Jeremiah 23:23-32, Psalm 73, 1 John 4: 7-21 , Luke 16:19-31

 

I love my older daughter Edith very much and my love for her is not based on a level of perfection she achieved for she is not perfect.  In fact, I love her because of her imperfections, even though they can be quite bothersome.  There are times when Edith seems to be two different little girls in one. There is the nice, sweet, and heavenly little Edith and then there is the rude, mean and hellacious little Edith. In the space of a minute, she can be singing sweetly while dangling toys for Shirley to grab and then whacking her brother on the head so hard with a toy that he could have gotten a stitch or two.  However, the only difference between Edith and most of us is that she is not able to hide her two different identities; she is only a child and has not learned the elaborate facades adults put on to hide their multiple identities.  We are all like Edith, we all have a side to us that is mean, rude and hellacious and a side to us that is nice, sweet and heavenly, or to put it theologically in the words of St. Paul, “I myself in my mind am a slave to God’s law, but in the sinful nature a slave to the law of sin.” (Romans 7:25).  We are both servants of sin and servants of God.  My task this morning is to explain how the Holy Spirit works in our life to bring out our heavenly side, the side that serves God. 

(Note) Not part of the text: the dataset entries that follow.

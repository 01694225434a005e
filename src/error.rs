//! Error types for the reconstruction engine.
//!
//! None of these abort a reconstruction pass. Page fetch failures are
//! absorbed by [`PageFetcher`](crate::fetch::PageFetcher), store failures by
//! [`Reconstructor`](crate::session::Reconstructor). They surface only from
//! direct calls into a page source, a watermark store, or config parsing.

use thiserror::Error;

/// Result type used throughout the library.
pub type Result<T> = std::result::Result<T, Error>;

/// Error types that can occur while assembling a thread.
#[derive(Debug, Clone, PartialEq, Eq, Error)]
pub enum Error {
    /// The page source answered with a non-success status
    #[error("page {page} returned HTTP status {status}")]
    Http {
        /// Page number that was requested
        page: u32,
        /// Status code returned by the server
        status: u16,
    },

    /// The page could not be retrieved at all
    #[error("failed to fetch page {page}: {reason}")]
    Fetch {
        /// Page number that was requested
        page: u32,
        /// Transport-level description of the failure
        reason: String,
    },

    /// I/O error (when using runtime integrations)
    #[error("I/O error: {0}")]
    Io(String),

    /// Watermark store failure
    #[error("watermark store error: {0}")]
    Store(String),

    /// Invalid configuration value
    #[error("invalid configuration: {0}")]
    InvalidConfig(String),
}

impl Error {
    /// Page number associated with a fetch failure, if any.
    pub fn page(&self) -> Option<u32> {
        match self {
            Error::Http { page, .. } | Error::Fetch { page, .. } => Some(*page),
            _ => None,
        }
    }
}

impl From<std::io::Error> for Error {
    fn from(err: std::io::Error) -> Self {
        Error::Io(err.to_string())
    }
}

impl From<serde_json::Error> for Error {
    fn from(err: serde_json::Error) -> Self {
        Error::InvalidConfig(err.to_string())
    }
}
//! Reconstruction settings.

use std::env;

use serde::{Deserialize, Serialize};

use crate::error::{Error, Result};
use crate::threading::ParentResolver;

/// Default number of pages fetched at the same time.
pub const DEFAULT_FETCH_CONCURRENCY: usize = 4;

fn env_bool(key: &str, default: bool) -> bool {
    env::var(key)
        .ok()
        .map(|value| matches!(value.to_ascii_lowercase().as_str(), "1" | "true" | "yes"))
        .unwrap_or(default)
}

fn env_usize(key: &str, default: usize) -> usize {
    env::var(key)
        .ok()
        .and_then(|value| value.parse::<usize>().ok())
        .unwrap_or(default)
}

fn env_string(key: &str, default: &str) -> String {
    env::var(key).unwrap_or_else(|_| default.to_string())
}

/// Options for one thread reconstruction.
#[derive(Debug, Clone, PartialEq, Eq, Serialize, Deserialize)]
#[serde(default)]
pub struct ThreadConfig {
    /// Maximum number of page fetches in flight
    pub fetch_concurrency: usize,
    /// Link replies whose only citation is a mid-text mention
    pub attach_weak_mentions: bool,
    /// Flag replies that are new since the last visit and update the watermark
    pub mark_new_replies: bool,
    /// Query parameter carrying the page number in thread URLs
    pub page_query_param: String,
}

impl Default for ThreadConfig {
    fn default() -> Self {
        Self {
            fetch_concurrency: DEFAULT_FETCH_CONCURRENCY,
            attach_weak_mentions: false,
            mark_new_replies: true,
            page_query_param: "p".to_string(),
        }
    }
}

impl ThreadConfig {
    /// Denser trees: weak mentions are attached too.
    pub fn linked() -> Self {
        Self {
            attach_weak_mentions: true,
            ..Self::default()
        }
    }

    /// One page fetch at a time.
    pub fn sequential() -> Self {
        Self {
            fetch_concurrency: 1,
            ..Self::default()
        }
    }

    /// Read settings from `FLOORTREE_*` environment variables, falling back
    /// to defaults for anything unset or unparsable.
    pub fn from_env() -> Self {
        let defaults = Self::default();
        Self {
            fetch_concurrency: env_usize(
                "FLOORTREE_FETCH_CONCURRENCY",
                defaults.fetch_concurrency,
            )
            .max(1),
            attach_weak_mentions: env_bool(
                "FLOORTREE_ATTACH_WEAK_MENTIONS",
                defaults.attach_weak_mentions,
            ),
            mark_new_replies: env_bool("FLOORTREE_MARK_NEW_REPLIES", defaults.mark_new_replies),
            page_query_param: env_string("FLOORTREE_PAGE_PARAM", &defaults.page_query_param),
        }
    }

    /// Parse and validate settings from JSON. Missing keys take defaults.
    pub fn from_json(json: &str) -> Result<Self> {
        let config: Self = serde_json::from_str(json)?;
        config.validate()?;
        Ok(config)
    }

    /// Check that every value is usable.
    pub fn validate(&self) -> Result<()> {
        if self.fetch_concurrency == 0 {
            return Err(Error::InvalidConfig(
                "fetch_concurrency must be at least 1".to_string(),
            ));
        }
        if self.page_query_param.trim().is_empty() {
            return Err(Error::InvalidConfig(
                "page_query_param must not be empty".to_string(),
            ));
        }
        Ok(())
    }

    /// Set the fetch concurrency.
    pub fn with_fetch_concurrency(mut self, concurrency: usize) -> Self {
        self.fetch_concurrency = concurrency;
        self
    }

    /// Enable or disable weak mention linking.
    pub fn with_weak_mentions(mut self, attach: bool) -> Self {
        self.attach_weak_mentions = attach;
        self
    }

    /// Enable or disable unseen marking.
    pub fn with_new_reply_marking(mut self, mark: bool) -> Self {
        self.mark_new_replies = mark;
        self
    }

    /// Resolver matching these settings.
    pub fn resolver(&self) -> ParentResolver {
        ParentResolver::new(self.attach_weak_mentions)
    }
}
impl Clone for ReplyNode {
    fn clone(&self) -> Self {
        // Pre-order listing; each entry remembers its parent's position
        let mut order: Vec<(&ReplyNode, usize)> = vec![(self, 0)];
        let mut stack: Vec<(&ReplyNode, usize)> =
            self.children.iter().map(|child| (child, 0)).collect();
        while let Some((node, parent)) = stack.pop() {
            let index = order.len();
            order.push((node, parent));
            stack.extend(node.children.iter().map(|child| (child, index)));
        }

        let mut copies: Vec<Option<ReplyNode>> = order
            .iter()
            .enumerate()
            .map(|(index, (node, _))| (index > 0).then(|| node.clone_detached()))
            .collect();
        let mut root = self.clone_detached();

        // Descendants sit after their ancestor, so walking backwards attaches
        // complete subtrees. Siblings were listed last-first, so they come
        // back out in their original order.
        for index in (1..order.len()).rev() {
            let Some(copy) = copies[index].take() else {
                continue;
            };
            match order[index].1 {
                0 => root.children.push(copy),
                parent => {
                    if let Some(parent) = copies[parent].as_mut() {
                        parent.children.push(copy);
                    }
                }
            }
        }
        root
    }
}

impl PartialEq for ReplyNode {
    fn eq(&self, other: &Self) -> bool {
        let mut stack = vec![(self, other)];
        while let Some((a, b)) = stack.pop() {
            if a.reply != b.reply
                || a.parent != b.parent
                || a.linked_by != b.linked_by
                || a.unseen != b.unseen
                || a.children.len() != b.children.len()
            {
                return false;
            }
            stack.extend(a.children.iter().zip(&b.children));
        }
        true
    }
}

impl Eq for ReplyNode {}

impl Drop for ReplyNode {
    fn drop(&mut self) {
        let mut pending = std::mem::take(&mut self.children);
        while let Some(mut node) = pending.pop() {
            pending.append(&mut node.children);
        }
    }
}

/// The reconstructed reply hierarchy of one thread.
#[derive(Debug, Clone, Default, PartialEq, Eq, Serialize)]
pub struct Forest {
    /// Top-level replies, ascending by floor
    roots: Vec<ReplyNode>,
    /// Total number of replies across all trees
    reply_count: usize,
}

impl Forest {
    /// Create a forest from its root nodes.
    pub fn new(roots: Vec<ReplyNode>) -> Self {
        let reply_count = roots.iter().map(ReplyNode::count_nodes).sum();
        Self { roots, reply_count }
    }

    /// Get the top-level replies.
    pub fn roots(&self) -> &[ReplyNode] {
        &self.roots
    }

    /// Get the total number of replies in the forest.
    pub fn len(&self) -> usize {
        self.reply_count
    }

    /// Check if the forest holds no replies.
    pub fn is_empty(&self) -> bool {
        self.reply_count == 0
    }

    /// Find a reply node by floor.
    pub fn find_by_floor(&self, floor: u32) -> Option<&ReplyNode> {
        self.iter().find(|node| node.floor() == floor)
    }

    /// Floor of the parent of `floor`, if that reply exists and is linked.
    pub fn parent_of(&self, floor: u32) -> Option<u32> {
        self.find_by_floor(floor).and_then(|node| node.parent)
    }

    /// Highest floor present, or `None` for an empty forest.
    pub fn max_floor(&self) -> Option<u32> {
        self.iter().map(ReplyNode::floor).max()
    }

    /// Longest reply chain below any root.
    pub fn max_depth(&self) -> usize {
        self.roots.iter().map(ReplyNode::max_depth).max().unwrap_or(0)
    }

    /// Number of replies flagged as unseen.
    pub fn unseen_count(&self) -> usize {
        self.iter().filter(|node| node.unseen).count()
    }

    /// Iterate over all nodes depth-first, in rendering order.
    pub fn iter(&self) -> ReplyNodeIterator<'_> {
        ReplyNodeIterator::new(&self.roots)
    }

    /// Iterate over all nodes with their depth (0 for roots).
    ///
    /// This is the order an indented renderer draws the thread in.
    pub fn flatten(&self) -> FlattenIterator<'_> {
        FlattenIterator::new(&self.roots)
    }

    /// Consume the forest and return the root nodes.
    pub fn into_roots(self) -> Vec<ReplyNode> {
        self.roots
    }

    pub(crate) fn for_each_mut(&mut self, mut f: impl FnMut(&mut ReplyNode)) {
        for root in &mut self.roots {
            root.for_each_mut(&mut f);
        }
    }
}

impl<'a> IntoIterator for &'a Forest {
    type Item = &'a ReplyNode;
    type IntoIter = ReplyNodeIterator<'a>;

    fn into_iter(self) -> Self::IntoIter {
        self.iter()
    }
}

/// Depth-first iterator over reply nodes.
pub struct ReplyNodeIterator<'a> {
    stack: Vec<&'a ReplyNode>,
}

impl<'a> ReplyNodeIterator<'a> {
    fn new(roots: &'a [ReplyNode]) -> Self {
        Self {
            stack: roots.iter().rev().collect(),
        }
    }
}

impl<'a> Iterator for ReplyNodeIterator<'a> {
    type Item = &'a ReplyNode;

    fn next(&mut self) -> Option<Self::Item> {
        let node = self.stack.pop()?;
        // Push children in reverse order so they're processed left-to-right
        for child in node.children.iter().rev() {
            self.stack.push(child);
        }
        Some(node)
    }
}

/// Depth-first iterator yielding `(depth, node)` pairs.
pub struct FlattenIterator<'a> {
    stack: Vec<(usize, &'a ReplyNode)>,
}

impl<'a> FlattenIterator<'a> {
    fn new(roots: &'a [ReplyNode]) -> Self {
        Self {
            stack: roots.iter().rev().map(|node| (0, node)).collect(),
        }
    }
}

impl<'a> Iterator for FlattenIterator<'a> {
    type Item = (usize, &'a ReplyNode);

    fn next(&mut self) -> Option<Self::Item> {
        let (depth, node) = self.stack.pop()?;
        for child in node.children.iter().rev() {
            self.stack.push((depth + 1, child));
        }
        Some((depth, node))
    }
}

          In order to do this, I must begin by reviewing the sermon from Pentecost.  On Pentecost, I said that one of the jobs of the Holy Spirit is to lead us into worship, as Jesus said, “True worshippers will worship the Father in spirit and truth.”[1] Worship is intricately connected to the Holy Spirit, so much so that if the Holy Spirit is absent there is no worship.[2]  Last week, on Trinity Sunday, I suggested that God has created us to worship and through worship, we find our God-given identity.  This means that the Holy Spirit works through worship to form our heavenly identity. Worship is also our service to God as indicated by the three common biblical words translated as worship: the Hebrew word ‘ebed, which means servant; the Greek word latreia, which means service; and the Greek word leitourgia, which was a secular word taken over by the church meaning service to the community or state without pay.  Worship forms our heavenly identity because it is our service to God.  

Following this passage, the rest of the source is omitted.